Adventures in Holland

You're probably thinking, "What?  Jack went to the country of amoralism and wooden Striderites?"  (Wait, did I use amoralism correctly?  Whatever)  Actually, I did not go to the real mcoyster Holland.  Mom's not a big fan of flying long stretches with me....yet.  I bet when she's old and decrepit, she will. 

Instead, I went to Holland, Texas.  I've got some family there.   Holland, Texas is better than the real Holland in the sense that it's G rated....completely unlike the R rated Amsterdam about which I have not yet heard or read.  Plus, Holland, Texas has fewer, well....no mosques, that I know of. 

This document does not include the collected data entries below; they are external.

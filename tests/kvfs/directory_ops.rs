use mosaicfs::fs::{dispatch, file, walk_dir, FileMode, WalkAction};
use mosaicfs::ErrorKind;

use crate::common;

#[tokio::test]
async fn test_mkdir_all_and_list() {
    let fs = common::new_fs().await;
    dispatch::mkdir_all(&fs, "a/b/c", common::perm(0o755)).await.unwrap();

    let top = dispatch::read_dir(&fs, ".").await.unwrap();
    assert_eq!(top.len(), 1);
    assert_eq!(top[0].name(), "a");
    assert!(top[0].is_dir());

    let inner = dispatch::read_dir(&fs, "a/b").await.unwrap();
    assert_eq!(inner.len(), 1);
    assert_eq!(inner[0].name(), "c");
    assert!(inner[0].is_dir());

    let info = dispatch::stat(&fs, "a/b/c").await.unwrap();
    assert_eq!(info.mode & FileMode::PERM_MASK, common::perm(0o755));
    assert!(info.is_dir());
}

#[tokio::test]
async fn test_mkdir_requires_parent() {
    let fs = common::new_fs().await;
    let err = dispatch::mkdir(&fs, "a/b", common::perm(0o755)).await.unwrap_err();
    assert!(err.is(ErrorKind::NotExist));
}

#[tokio::test]
async fn test_mkdir_existing_fails() {
    let fs = common::new_fs().await;
    dispatch::mkdir(&fs, "d", common::perm(0o755)).await.unwrap();
    let err = dispatch::mkdir(&fs, "d", common::perm(0o755)).await.unwrap_err();
    assert!(err.is(ErrorKind::Exist));

    let err = dispatch::mkdir(&fs, ".", common::perm(0o755)).await.unwrap_err();
    assert!(err.is(ErrorKind::Exist));
}

#[tokio::test]
async fn test_mkdir_under_file_fails() {
    let fs = common::new_fs().await;
    common::write_file(&fs, "f", b"x").await;
    let err = dispatch::mkdir(&fs, "f/child", common::perm(0o755)).await.unwrap_err();
    assert!(err.is(ErrorKind::NotDir));
}

#[tokio::test]
async fn test_mkdir_all_reports_offending_prefix() {
    let fs = common::new_fs().await;
    dispatch::mkdir(&fs, "a", common::perm(0o755)).await.unwrap();
    common::write_file(&fs, "a/b", b"file in the way").await;

    let err = dispatch::mkdir_all(&fs, "a/b/c", common::perm(0o755)).await.unwrap_err();
    assert!(err.is(ErrorKind::NotDir));
    let wrapper = err.as_path_error().expect("path context");
    assert_eq!(wrapper.op, "mkdir");
    assert_eq!(wrapper.path, "a/b");
}

#[tokio::test]
async fn test_mkdir_all_tolerates_existing_chain() {
    let fs = common::new_fs().await;
    dispatch::mkdir_all(&fs, "a/b", common::perm(0o755)).await.unwrap();
    dispatch::mkdir_all(&fs, "a/b/c/d", common::perm(0o700)).await.unwrap();
    assert!(dispatch::stat(&fs, "a/b/c/d").await.unwrap().is_dir());

    // The whole chain again is a no-op.
    dispatch::mkdir_all(&fs, "a/b/c/d", common::perm(0o700)).await.unwrap();
}

#[tokio::test]
async fn test_read_dir_pages_with_handle_cursor() {
    let fs = common::new_fs().await;
    dispatch::mkdir(&fs, "d", common::perm(0o755)).await.unwrap();
    for name in ["d/one", "d/two", "d/three"] {
        common::write_file(&fs, name, b"").await;
    }

    let mut handle = dispatch::open(&fs, "d").await.unwrap();
    let first = file::read_dir(handle.as_mut(), 2).await.unwrap();
    assert_eq!(first.len(), 2);
    let second = file::read_dir(handle.as_mut(), 2).await.unwrap();
    assert_eq!(second.len(), 1);
    let empty = file::read_dir(handle.as_mut(), 2).await.unwrap();
    assert!(empty.is_empty());
    handle.close().await.unwrap();

    let mut seen: Vec<String> = first
        .iter()
        .chain(second.iter())
        .map(|entry| entry.name().to_owned())
        .collect();
    seen.sort();
    assert_eq!(seen, vec!["one", "three", "two"]);
}

#[tokio::test]
async fn test_read_dir_entry_info() {
    let fs = common::new_fs().await;
    dispatch::mkdir(&fs, "d", common::perm(0o755)).await.unwrap();
    common::write_file(&fs, "d/f", b"abc").await;

    let entries = dispatch::read_dir(&fs, "d").await.unwrap();
    assert_eq!(entries.len(), 1);
    let info = entries[0].info().await.unwrap();
    assert_eq!(info.name, "f");
    assert_eq!(info.size, 3);
    assert!(!info.is_dir());
}

#[tokio::test]
async fn test_read_dir_of_file_fails() {
    let fs = common::new_fs().await;
    common::write_file(&fs, "f", b"x").await;
    let err = dispatch::read_dir(&fs, "f").await.unwrap_err();
    assert!(err.is(ErrorKind::NotDir));
}

#[tokio::test]
async fn test_walk_visits_every_node_once() {
    let fs = common::new_fs().await;
    dispatch::mkdir_all(&fs, "a/b", common::perm(0o755)).await.unwrap();
    common::write_file(&fs, "a/b/f", b"x").await;
    common::write_file(&fs, "top", b"y").await;

    let mut visited = Vec::new();
    walk_dir(&fs, ".", &mut |node, entry, err| {
        assert!(err.is_none());
        assert!(entry.is_some());
        visited.push(node.to_owned());
        Ok(WalkAction::Continue)
    })
    .await
    .unwrap();

    visited.sort();
    assert_eq!(visited, vec![".", "a", "a/b", "a/b/f", "top"]);
}

#[tokio::test]
async fn test_walk_skip_dir_prunes_subtree() {
    let fs = common::new_fs().await;
    dispatch::mkdir_all(&fs, "skip/deep", common::perm(0o755)).await.unwrap();
    dispatch::mkdir(&fs, "keep", common::perm(0o755)).await.unwrap();

    let mut visited = Vec::new();
    walk_dir(&fs, ".", &mut |node, _entry, _err| {
        visited.push(node.to_owned());
        if node == "skip" {
            Ok(WalkAction::SkipDir)
        } else {
            Ok(WalkAction::Continue)
        }
    })
    .await
    .unwrap();

    assert!(visited.contains(&"skip".to_owned()));
    assert!(!visited.contains(&"skip/deep".to_owned()));
    assert!(visited.contains(&"keep".to_owned()));
}

#[tokio::test]
async fn test_walk_callback_error_aborts() {
    let fs = common::new_fs().await;
    dispatch::mkdir(&fs, "d", common::perm(0o755)).await.unwrap();

    let outcome = walk_dir(&fs, ".", &mut |_node, _entry, _err| {
        Err(mosaicfs::FsError::Kind(ErrorKind::Permission))
    })
    .await;
    assert!(outcome.unwrap_err().is(ErrorKind::Permission));
}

I went to a place that has miniature donkeys, German Shepherds (even a puppy), Labs, goats, chickens, cats, and horses.  I had never been around cats, horses, chickens, or donkeys.  I was fascinated by the cats, but when Dad heard this, he said, "Jack better enjoy them there, 'cause he's never going to have one."  Dad's not really a big fan of cats.  I don't think Mom is either.  But, Mom explained that these cats were good cats because they actually "earn their keep."  They live in the barn, catch small varmints, and sound the "snake alarm."  So, I guess the only good cat is a "barn cat."  These cats kind of looked like Locke, but when I told Locke this, he refused to talk to me.  He's still giving me the cold shoulder.  I guess I insulted him.  He needs to grow thicker skin.

For the first time in my life, I got to sit on a horse.  Now, that's a big animal.  "Clementine" was her name, and when I sat on her, I'm pretty sure she muttered under her breath, "Lightweight."  Hmmm...

One of the highlights of my trip was my birthday present: Two John Deere diecast tractors and a John Deere pickup.  I drive them everyday.  I also received some really nice clothes, but you know, I think Mom was more excited about them.  The good thing about them?  They have pictures of bulldogs on them.

I had a great time, and I did capture quite a bit of this on video.  Unfortunately, Sony doesn't tell you that your video quality is going to be subpar if you don't buy an extra cable.  So, everything is blurred.  Mom wanted to simply delete this video after spending hours on it (and nuke Sony), but I convinced her to leave it temporarily.  Because I'm a little more cool-headed than Mom right now, I think I'll try to find the cable at Best Buy.  We apologize for the crummy video quality.